(Collection entries)
--- START ---

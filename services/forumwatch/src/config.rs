//! Configuration types for the forumwatch service

use serde::{Deserialize, Serialize};
use std::path::{Path, PathBuf};
use std::time::Duration;

/// Main configuration structure
#[derive(Debug, Clone, Default, Serialize, Deserialize)]
pub struct Config {
    #[serde(default)]
    pub server: ServerConfig,
    #[serde(default)]
    pub store: StoreConfig,
    #[serde(default)]
    pub monitor: MonitorSettings,
    #[serde(default)]
    pub telegram: TelegramConfig,
    #[serde(default)]
    pub seed: SeedConfig,
}

/// HTTP API server configuration
#[derive(Debug, Clone, Serialize, Deserialize)]
pub struct ServerConfig {
    #[serde(default = "default_bind_address")]
    pub bind_address: String,
    #[serde(default = "default_port")]
    pub port: u16,
}

impl Default for ServerConfig {
    fn default() -> Self {
        Self {
            bind_address: default_bind_address(),
            port: default_port(),
        }
    }
}

/// Record store configuration
#[derive(Debug, Clone, Serialize, Deserialize)]
pub struct StoreConfig {
    /// JSON file holding configuration, status and notification log.
    /// Without a path the records live in memory only.
    #[serde(default)]
    pub path: Option<PathBuf>,
    #[serde(default = "default_history_size")]
    pub history_size: usize,
}

impl Default for StoreConfig {
    fn default() -> Self {
        Self {
            path: None,
            history_size: default_history_size(),
        }
    }
}

/// Lifecycle controller and fetcher tuning
#[derive(Debug, Clone, Serialize, Deserialize)]
pub struct MonitorSettings {
    #[serde(default = "default_watchdog_interval", with = "humantime_serde")]
    pub watchdog_interval: Duration,
    #[serde(default = "default_restart_grace", with = "humantime_serde")]
    pub restart_grace: Duration,
    #[serde(default = "default_fetch_timeout", with = "humantime_serde")]
    pub fetch_timeout: Duration,
    #[serde(default = "default_true")]
    pub resume_on_boot: bool,
    #[serde(default = "default_user_agent")]
    pub user_agent: String,
}

impl Default for MonitorSettings {
    fn default() -> Self {
        Self {
            watchdog_interval: default_watchdog_interval(),
            restart_grace: default_restart_grace(),
            fetch_timeout: default_fetch_timeout(),
            resume_on_boot: true,
            user_agent: default_user_agent(),
        }
    }
}

/// Telegram Bot API settings
#[derive(Debug, Clone, Serialize, Deserialize)]
pub struct TelegramConfig {
    #[serde(default = "default_telegram_api")]
    pub api_base_url: String,
}

impl Default for TelegramConfig {
    fn default() -> Self {
        Self {
            api_base_url: default_telegram_api(),
        }
    }
}

/// Monitoring configuration written to the store on first boot
#[derive(Debug, Clone, Serialize, Deserialize)]
pub struct SeedConfig {
    #[serde(default = "default_forum_url")]
    pub forum_url: String,
    #[serde(default = "default_check_interval")]
    pub check_interval_minutes: u32,
    #[serde(default)]
    pub telegram_bot_token: Option<String>,
    #[serde(default)]
    pub telegram_chat_id: Option<String>,
}

impl Default for SeedConfig {
    fn default() -> Self {
        Self {
            forum_url: default_forum_url(),
            check_interval_minutes: default_check_interval(),
            telegram_bot_token: None,
            telegram_chat_id: None,
        }
    }
}

fn default_bind_address() -> String {
    "0.0.0.0".to_string()
}

fn default_port() -> u16 {
    11120
}

fn default_history_size() -> usize {
    500
}

fn default_watchdog_interval() -> Duration {
    Duration::from_secs(5 * 60)
}

fn default_restart_grace() -> Duration {
    Duration::from_secs(1)
}

fn default_fetch_timeout() -> Duration {
    Duration::from_secs(30)
}

fn default_true() -> bool {
    true
}

fn default_user_agent() -> String {
    "Mozilla/5.0 (Windows NT 10.0; Win64; x64) AppleWebKit/537.36".to_string()
}

fn default_telegram_api() -> String {
    "https://api.telegram.org".to_string()
}

fn default_forum_url() -> String {
    "https://zajuna.sena.edu.co/zajuna/mod/forum/view.php?id=5024822".to_string()
}

fn default_check_interval() -> u32 {
    30
}

impl Config {
    /// Apply environment overrides on top of the file configuration.
    pub fn apply_env(&mut self) -> crate::Result<()> {
        self.apply_env_from(|key| std::env::var(key).ok())
    }

    fn apply_env_from(&mut self, lookup: impl Fn(&str) -> Option<String>) -> crate::Result<()> {
        if let Some(token) = lookup("TELEGRAM_BOT_TOKEN").filter(|v| !v.is_empty()) {
            tracing::debug!("Seeding Telegram bot token from environment");
            self.seed.telegram_bot_token = Some(token);
        }
        if let Some(chat_id) = lookup("TELEGRAM_CHAT_ID").filter(|v| !v.is_empty()) {
            tracing::debug!("Seeding Telegram chat id from environment");
            self.seed.telegram_chat_id = Some(chat_id);
        }
        if let Some(port) = lookup("FORUMWATCH_PORT") {
            self.server.port = port.parse().map_err(|e| {
                crate::ForumWatchError::Config(format!("FORUMWATCH_PORT '{}': {}", port, e))
            })?;
        }
        self.validate()
    }

    /// Reject settings the service cannot run with
    pub fn validate(&self) -> crate::Result<()> {
        crate::records::validate_interval(self.seed.check_interval_minutes).map_err(|e| {
            crate::ForumWatchError::Config(format!("seed.check_interval_minutes: {}", e))
        })?;
        if self.monitor.watchdog_interval.is_zero() {
            return Err(crate::ForumWatchError::Config(
                "monitor.watchdog_interval must be greater than zero".to_string(),
            ));
        }
        Ok(())
    }
}

/// Load configuration from a JSON file
pub fn load_config(path: &Path) -> crate::Result<Config> {
    let content = std::fs::read_to_string(path).map_err(|e| {
        crate::ForumWatchError::Config(format!("Failed to read config file {:?}: {}", path, e))
    })?;
    let config: Config = serde_json::from_str(&content)?;
    config.validate()?;
    Ok(config)
}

--- END ---

• WHAT YOU SHOULD DO:
Each entry, exactly as written, should be set down once more.

• SOLUTION FOR THIS TASK:
filename services/forumwatch/src/config.rs
//! Configuration types for the forumwatch service

use serde::{Deserialize, Serialize};
use std::path::{Path, PathBuf};
use std::time::Duration;

/// Main configuration structure
#[derive(Debug, Clone, Default, Serialize, Deserialize)]
pub struct Config {
    #[serde(default)]
    pub server: ServerConfig,
    #[serde(default)]
    pub store: StoreConfig,
    #[serde(default)]
    pub monitor: MonitorSettings,
    #[serde(default)]
    pub telegram: TelegramConfig,
    #[serde(default)]
    pub seed: SeedConfig,
}

/// HTTP API server configuration
#[derive(Debug, Clone, Serialize, Deserialize)]
pub struct ServerConfig {
    #[serde(default = "default_bind_address")]
    pub bind_address: String,
    #[serde(default = "default_port")]
    pub port: u16,
}

impl Default for ServerConfig {
    fn default() -> Self {
        Self {
            bind_address: default_bind_address(),
            port: default_port(),
        }
    }
}

/// Record store configuration
#[derive(Debug, Clone, Serialize, Deserialize)]
pub struct StoreConfig {
    /// JSON file holding configuration, status and notification log.
    /// Without a path the records live in memory only.
    #[serde(default)]
    pub path: Option<PathBuf>,
    #[serde(default = "default_history_size")]
    pub history_size: usize,
}

impl Default for StoreConfig {
    fn default() -> Self {
        Self {
            path: None,
            history_size: default_history_size(),
        }
    }
}

/// Lifecycle controller and fetcher tuning
#[derive(Debug, Clone, Serialize, Deserialize)]
pub struct MonitorSettings {
    #[serde(default = "default_watchdog_interval", with = "humantime_serde")]
    pub watchdog_interval: Duration,
    #[serde(default = "default_restart_grace", with = "humantime_serde")]
    pub restart_grace: Duration,
    #[serde(default = "default_fetch_timeout", with = "humantime_serde")]
    pub fetch_timeout: Duration,
    #[serde(default = "default_true")]
    pub resume_on_boot: bool,
    #[serde(default = "default_user_agent")]
    pub user_agent: String,
}

impl Default for MonitorSettings {
    fn default() -> Self {
        Self {
            watchdog_interval: default_watchdog_interval(),
            restart_grace: default_restart_grace(),
            fetch_timeout: default_fetch_timeout(),
            resume_on_boot: true,
            user_agent: default_user_agent(),
        }
    }
}

/// Telegram Bot API settings
#[derive(Debug, Clone, Serialize, Deserialize)]
pub struct TelegramConfig {
    #[serde(default = "default_telegram_api")]
    pub api_base_url: String,
}

impl Default for TelegramConfig {
    fn default() -> Self {
        Self {
            api_base_url: default_telegram_api(),
        }
    }
}

/// Monitoring configuration written to the store on first boot
#[derive(Debug, Clone, Serialize, Deserialize)]
pub struct SeedConfig {
    #[serde(default = "default_forum_url")]
    pub forum_url: String,
    #[serde(default = "default_check_interval")]
    pub check_interval_minutes: u32,
    #[serde(default)]
    pub telegram_bot_token: Option<String>,
    #[serde(default)]
    pub telegram_chat_id: Option<String>,
}

impl Default for SeedConfig {
    fn default() -> Self {
        Self {
            forum_url: default_forum_url(),
            check_interval_minutes: default_check_interval(),
            telegram_bot_token: None,
            telegram_chat_id: None,
        }
    }
}

fn default_bind_address() -> String {
    "0.0.0.0".to_string()
}

fn default_port() -> u16 {
    11120
}

fn default_history_size() -> usize {
    500
}

fn default_watchdog_interval() -> Duration {
    Duration::from_secs(5 * 60)
}

fn default_restart_grace() -> Duration {
    Duration::from_secs(1)
}

fn default_fetch_timeout() -> Duration {
    Duration::from_secs(30)
}

fn default_true() -> bool {
    true
}

fn default_user_agent() -> String {
    "Mozilla/5.0 (Windows NT 10.0; Win64; x64) AppleWebKit/537.36".to_string()
}

fn default_telegram_api() -> String {
    "https://api.telegram.org".to_string()
}

fn default_forum_url() -> String {
    "https://zajuna.sena.edu.co/zajuna/mod/forum/view.php?id=5024822".to_string()
}

fn default_check_interval() -> u32 {
    30
}

impl Config {
    /// Apply environment overrides on top of the file configuration.
    pub fn apply_env(&mut self) -> crate::Result<()> {
        self.apply_env_from(|key| std::env::var(key).ok())
    }

    fn apply_env_from(&mut self, lookup: impl Fn(&str) -> Option<String>) -> crate::Result<()> {
        if let Some(token) = lookup("TELEGRAM_BOT_TOKEN").filter(|v| !v.is_empty()) {
            tracing::debug!("Seeding Telegram bot token from environment");
            self.seed.telegram_bot_token = Some(token);
        }
        if let Some(chat_id) = lookup("TELEGRAM_CHAT_ID").filter(|v| !v.is_empty()) {
            tracing::debug!("Seeding Telegram chat id from environment");
            self.seed.telegram_chat_id = Some(chat_id);
        }
        if let Some(port) = lookup("FORUMWATCH_PORT") {
            self.server.port = port.parse().map_err(|e| {
                crate::ForumWatchError::Config(format!("FORUMWATCH_PORT '{}': {}", port, e))
            })?;
        }
        self.validate()
    }

    /// Reject settings the service cannot run with
    pub fn validate(&self) -> crate::Result<()> {
        crate::records::validate_interval(self.seed.check_interval_minutes).map_err(|e| {
            crate::ForumWatchError::Config(format!("seed.check_interval_minutes: {}", e))
        })?;
        if self.monitor.watchdog_interval.is_zero() {
            return Err(crate::ForumWatchError::Config(
                "monitor.watchdog_interval must be greater than zero".to_string(),
            ));
        }
        Ok(())
    }
}

/// Load configuration from a JSON file
pub fn load_config(path: &Path) -> crate::Result<Config> {
    let content = std::fs::read_to_string(path).map_err(|e| {
        crate::ForumWatchError::Config(format!("Failed to read config file {:?}: {}", path, e))
    })?;
    let config: Config = serde_json::from_str(&content)?;
    config.validate()?;
    Ok(config)
}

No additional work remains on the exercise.